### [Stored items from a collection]
——————————

use std::ops::{Deref, DerefMut};

/// Cache-line size assumed for padding shared counters and aligning arena blocks.
pub const CACHE_LINE_SIZE: usize = 64;

/// Index of a phase inside a [`PhaseTable`](crate::PhaseTable).
#[derive(
    Clone, Copy, Debug, PartialEq, Eq, PartialOrd, Ord, Hash, serde::Serialize, serde::Deserialize,
)]
pub struct PhaseId(pub u32);

impl PhaseId {
    /// Position of the phase in its table.
    pub fn index(self) -> usize {
        self.0 as usize
    }
}

/// Index of a technique inside a [`TechniqueTable`](crate::TechniqueTable).
#[derive(
    Clone, Copy, Debug, PartialEq, Eq, PartialOrd, Ord, Hash, serde::Serialize, serde::Deserialize,
)]
pub struct TechniqueId(pub u32);

impl TechniqueId {
    /// Position of the technique in its table.
    pub fn index(self) -> usize {
        self.0 as usize
    }
}

/// Wrapper that gives `T` its own cache line.
///
/// Used for atomics written by many producer threads so that they do not share a line with
/// neighbouring fields.
#[derive(Debug, Default)]
#[repr(align(64))]
pub struct CacheAligned<T>(pub T);

const _: () = assert!(std::mem::align_of::<CacheAligned<u8>>() == CACHE_LINE_SIZE);
const _: () = assert!(std::mem::size_of::<CacheAligned<u8>>() == CACHE_LINE_SIZE);

impl<T> CacheAligned<T> {
    /// Wrap `value`.
    pub const fn new(value: T) -> Self {
        Self(value)
    }

    /// Unwrap the inner value.
    pub fn into_inner(self) -> T {
        self.0
    }
}

impl<T> Deref for CacheAligned<T> {
    type Target = T;

    fn deref(&self) -> &T {
        &self.0
    }
}

impl<T> DerefMut for CacheAligned<T> {
    fn deref_mut(&mut self) -> &mut T {
        &mut self.0
    }
}

/// Round `value` up to the next multiple of `align` (a power of two).
///
/// Returns `None` on overflow.
pub(crate) fn align_up(value: usize, align: usize) -> Option<usize> {
    debug_assert!(align.is_power_of_two());
    let mask = align - 1;
    value.checked_add(mask).map(|v| v & !mask)
}

#[cfg(test)]
#[path = "../../tests/unit/foundation/core.rs"]
mod tests;
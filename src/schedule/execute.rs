use crate::{
    foundation::{
        core::PhaseId,
        error::{FrameplanError, FrameplanResult},
    },
    phase::table::PhaseTable,
    schedule::{plan::Scheduler, techniques::TechniqueTable},
};

/// Dispatch counters for one executed phase.
#[derive(Clone, Copy, Debug, Default, PartialEq, Eq, serde::Serialize)]
pub struct ExecuteStats {
    /// Tasks handed to techniques.
    pub tasks: usize,
    /// Technique invocations (one per run of equal technique ids).
    pub runs: usize,
}

impl<P> Scheduler<P> {
    /// Run one consolidated phase.
    ///
    /// Each maximal run of consecutive tasks sharing a technique is passed to that technique in a
    /// single call. Runs are only long when the phase order groups techniques together (for
    /// example a sorted phase whose priorities follow techniques).
    #[tracing::instrument(level = "debug", skip(self, techniques))]
    pub fn execute(
        &self,
        phase: PhaseId,
        techniques: &mut TechniqueTable<'_, P>,
    ) -> FrameplanResult<ExecuteStats> {
        let tasks = self.phase_tasks(phase).ok_or_else(|| {
            FrameplanError::execution(format!(
                "phase {} is not part of the consolidated plan ({} phases)",
                phase.0,
                self.phase_count()
            ))
        })?;

        let mut stats = ExecuteStats::default();
        for run in tasks.chunk_by(|a, b| a.technique == b.technique) {
            techniques.dispatch(run[0].technique, run)?;
            stats.runs += 1;
            stats.tasks += run.len();
        }
        Ok(stats)
    }

    /// Run every phase of `phases` in table order.
    pub fn execute_all(
        &self,
        phases: &PhaseTable,
        techniques: &mut TechniqueTable<'_, P>,
    ) -> FrameplanResult<Vec<ExecuteStats>> {
        if phases.len() != self.phase_count() {
            return Err(FrameplanError::execution(format!(
                "phase table has {} phases but the plan was consolidated for {}",
                phases.len(),
                self.phase_count()
            )));
        }

        let mut out = Vec::with_capacity(phases.len());
        for (id, desc) in phases.iter() {
            let _span = tracing::debug_span!("phase", name = %desc.name).entered();
            out.push(self.execute(id, techniques)?);
        }
        Ok(out)
    }
}

#[cfg(test)]
#[path = "../../tests/unit/schedule/execute.rs"]
mod tests;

——————————

### [Exercise objective]
Return exactly the line that contains "stats.tasks += run.len();" and every line after it, through the last line of the records.

### [Solved problem]
            stats.tasks += run.len();
        }
        Ok(stats)
    }

    /// Run every phase of `phases` in table order.
    pub fn execute_all(
        &self,
        phases: &PhaseTable,
        techniques: &mut TechniqueTable<'_, P>,
    ) -> FrameplanResult<Vec<ExecuteStats>> {
        if phases.len() != self.phase_count() {
            return Err(FrameplanError::execution(format!(
                "phase table has {} phases but the plan was consolidated for {}",
                phases.len(),
                self.phase_count()
            )));
        }

        let mut out = Vec::with_capacity(phases.len());
        for (id, desc) in phases.iter() {
            let _span = tracing::debug_span!("phase", name = %desc.name).entered();
            out.push(self.execute(id, techniques)?);
        }
        Ok(out)
    }
}

#[cfg(test)]
#[path = "../../tests/unit/schedule/execute.rs"]
mod tests;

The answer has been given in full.